Talk

Advanced search

How should I settle my baby into nursery? I don't like the nursery's advice....

(17 Posts)
TallishMum Thu 01-Oct-09 11:41:21

My 7 month year old is due to start nursery next week. The nursery reckons that I should just leave her there, staying for more than five minutes. I'd much rather spend some time with her in the nursery, so that she gets to know the place and the staff. I'm so upset by this that I'm seriously considering withdrawing her from the nursery (thus losing the first month of fees and my chance to go back to work - argh!) Am I over-reacting? Have any of you adopted this approach to leaving your child at nursery, and did it work?

bruxeur Thu 01-Oct-09 11:44:12

Yup
Yup
Yup.

Ladyatron Thu 01-Oct-09 11:46:51

it is heartbreaking but yes if you need to get back to work you have to cheerfully hand baby over and leave. anything else is too drawn out and upsetting

lynniep Thu 01-Oct-09 11:48:44

I would say it works for most children, going by the feedback from my nursery (they said about 90% of their babies/small toddlers settle this way), but not for all. It is standard practice, but as a parent you should have the option to stay. Its your child after all. I would say to them you arent happy, but are willing to try (if you are!) - because its the quickest way to get her settled.

However I'd also add that it did not work for my DS. In fact it was so bad at the first nursery I tried (where they refused to let me stay whilst he got used to his surroundings) that I had to withdraw him. After about 9 'settling in' sessions where he cried for the whole hour, he started getting hysterical just approaching their front door.

The nursery he's at now let me stay with him for several sessions then I gradually withdrew into another room and then left him for an hour or so. It took a while but for him it was the best way.

BornToFolk Thu 01-Oct-09 11:49:55

Have you raised your concerns with the nursery? What did they say? It might just be that that's their procedure for children that age but they'd be willing to adjust it if you don't like it.

We had a couple of settling in sessions where we stayed with DS for an hour or so, then a longer session when he stayed by himself. We would have done more but he helpfully contracted chicken pox in the middle of it all!
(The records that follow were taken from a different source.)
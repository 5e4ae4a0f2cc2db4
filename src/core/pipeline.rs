// LeadSweep - core/pipeline.rs
//
// Whole-table processing: mapping validation, exclusion, binding,
// classification, critical-field gate and audit counts.
// Core layer: pure logic, no I/O. A run either returns a complete output
// or an error; nothing partial escapes.

use crate::core::filter::{self, ExclusionKeywords};
use crate::core::model::{
    ClassifiedLead, CrmLead, LeadRecord, OwnerMapping, RegionCounts, RunSummary,
};
use crate::core::region::{self, RegionRules};
use crate::core::table::Table;
use crate::util::error::{ConfigError, Result};

/// Role → input column binding supplied by the caller.
#[derive(Debug, Clone, Default, PartialEq, Eq)]
pub struct ColumnMapping {
    pub first_name: String,
    pub last_name: String,
    pub company: String,
    pub country: String,
    pub email: Option<String>,
    pub title: Option<String>,
}

/// Column indices for each role, resolved against a concrete table.
#[derive(Debug, Clone, Copy, PartialEq, Eq)]
pub struct ResolvedColumns {
    pub first_name: usize,
    pub last_name: usize,
    pub company: usize,
    pub country: usize,
    pub email: Option<usize>,
    pub title: Option<usize>,
}

impl ColumnMapping {
    /// Validate the mapping against `table` and resolve it to indices.
    ///
    /// Required roles must be non-blank and present; optional roles that are
    /// blank count as unmapped, but a non-blank optional role must exist.
    pub fn resolve(&self, table: &Table) -> std::result::Result<ResolvedColumns, ConfigError> {
        let required = |role: &'static str, column: &str| {
            let column = column.trim();
            if column.is_empty() {
                return Err(ConfigError::MissingMapping { role });
            }
            lookup(table, role, column)
        };
        let optional = |role: &'static str, column: &Option<String>| {
            match column.as_deref().map(str::trim).filter(|c| !c.is_empty()) {
                Some(c) => lookup(table, role, c).map(Some),
                None => Ok(None),
            }
        };

        Ok(ResolvedColumns {
            first_name: required("First Name", &self.first_name)?,
            last_name: required("Last Name", &self.last_name)?,
            company: required("Company", &self.company)?,
            country: required("Country/Region", &self.country)?,
            email: optional("Email", &self.email)?,
            title: optional("Title", &self.title)?,
        })
    }
}

/// Exact header match first, then a match ignoring surrounding whitespace
/// (mapping values are trimmed, header cells are not).
fn lookup(
    table: &Table,
    role: &'static str,
    column: &str,
) -> std::result::Result<usize, ConfigError> {
    table
        .column_index(column)
        .or_else(|| table.headers().iter().position(|h| h.trim() == column))
        .ok_or_else(|| ConfigError::UnknownColumn {
            role,
            column: column.to_string(),
        })
}

impl ResolvedColumns {
    /// Bind one table row to a typed record.
    pub fn bind(&self, table: &Table, row: usize) -> LeadRecord {
        let cell = |col: usize| table.cell(row, col).map(str::to_string);
        LeadRecord {
            row,
            first_name: cell(self.first_name),
            last_name: cell(self.last_name),
            company: cell(self.company),
            email: self.email.and_then(cell),
            title: self.title.and_then(cell),
            location: cell(self.country),
        }
    }
}

/// Immutable configuration for one run, built once before processing.
#[derive(Debug, Clone, Default, PartialEq, Eq)]
pub struct LeadConfig {
    pub mapping: ColumnMapping,
    pub keywords: ExclusionKeywords,
    pub rules: RegionRules,
    pub owners: OwnerMapping,
    /// Applied to every output row; empty when unset.
    pub campaign: String,
}

/// Everything a run produces.
#[derive(Debug, Clone, PartialEq, Eq)]
pub struct PipelineOutput {
    /// CRM rows, input order minus removed rows.
    pub leads: Vec<CrmLead>,
    pub summary: RunSummary,
}

/// Run the full pipeline over `table`.
///
/// Region counts are taken over every row that survives the exclusion
/// filter, before the critical-field gate; `final_count` is after it.
pub fn process(table: &Table, config: &LeadConfig) -> Result<PipelineOutput> {
    let columns = config.mapping.resolve(table)?;

    let company_column = &table.headers()[columns.company];
    let exclusion = filter::apply_exclusions(table, company_column, &config.keywords)?;

    let records: Vec<LeadRecord> = exclusion
        .retained
        .iter()
        .map(|&row| columns.bind(table, row))
        .collect();

    let classified = region::enrich(&records, &config.rules, &config.owners);

    let mut region_counts = RegionCounts::default();
    for lead in &classified {
        region_counts.increment(lead.region);
    }

    let (complete, dropped_incomplete) = drop_incomplete(classified);
    let leads: Vec<CrmLead> = complete
        .iter()
        .map(|lead| lead.to_crm(&config.campaign))
        .collect();

    let summary = RunSummary {
        input_rows: table.row_count(),
        excluded_count: exclusion.excluded_count(),
        excluded_companies: exclusion.excluded_organizations,
        retained_count: records.len(),
        region_counts,
        dropped_incomplete,
        final_count: leads.len(),
    };

    tracing::info!(
        input = summary.input_rows,
        excluded = summary.excluded_count,
        retained = summary.retained_count,
        dropped_incomplete = summary.dropped_incomplete,
        final_count = summary.final_count,
        "Pipeline complete"
    );

    Ok(PipelineOutput { leads, summary })
}

/// Critical-field gate: drop leads missing first name, last name or company.
/// Returns the kept leads and how many were dropped.
pub fn drop_incomplete(leads: Vec<ClassifiedLead>) -> (Vec<ClassifiedLead>, usize) {
    let before = leads.len();
    let kept: Vec<ClassifiedLead> = leads
        .into_iter()
        .filter(|lead| match lead.record.missing_critical_field() {
            Some(field) => {
                tracing::debug!(
                    row = lead.record.row,
                    field,
                    "Dropping lead with missing critical field"
                );
                false
            }
            None => true,
        })
        .collect();
    let dropped = before - kept.len();
    (kept, dropped)
}
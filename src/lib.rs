// LeadSweep - lib.rs
//
// Library entry point, exposing all modules for integration testing
// and programmatic use. The binary in `main.rs` is a thin CLI on top.

pub mod app;
pub mod core;
pub mod platform;
pub mod util;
He was older though, 12 months, and going through the separation anxiety that's common at that age. Perhaps they think that younger babies don't need as much settling as they are happier to be left?

Bramshott Thu 01-Oct-09 11:51:36

I think you need to do what's right for you and your baby. The first time I ever left DD1 at nursery, they suggested that I just sneak off when she wasn't looking (she was 12 months), and I did, but then felt so awful afterwards that I vowed I would never do that again Even if it meant more tears, I would always make sure I said goodbye after that because I thought it was important for her to know I was going IYSWIM.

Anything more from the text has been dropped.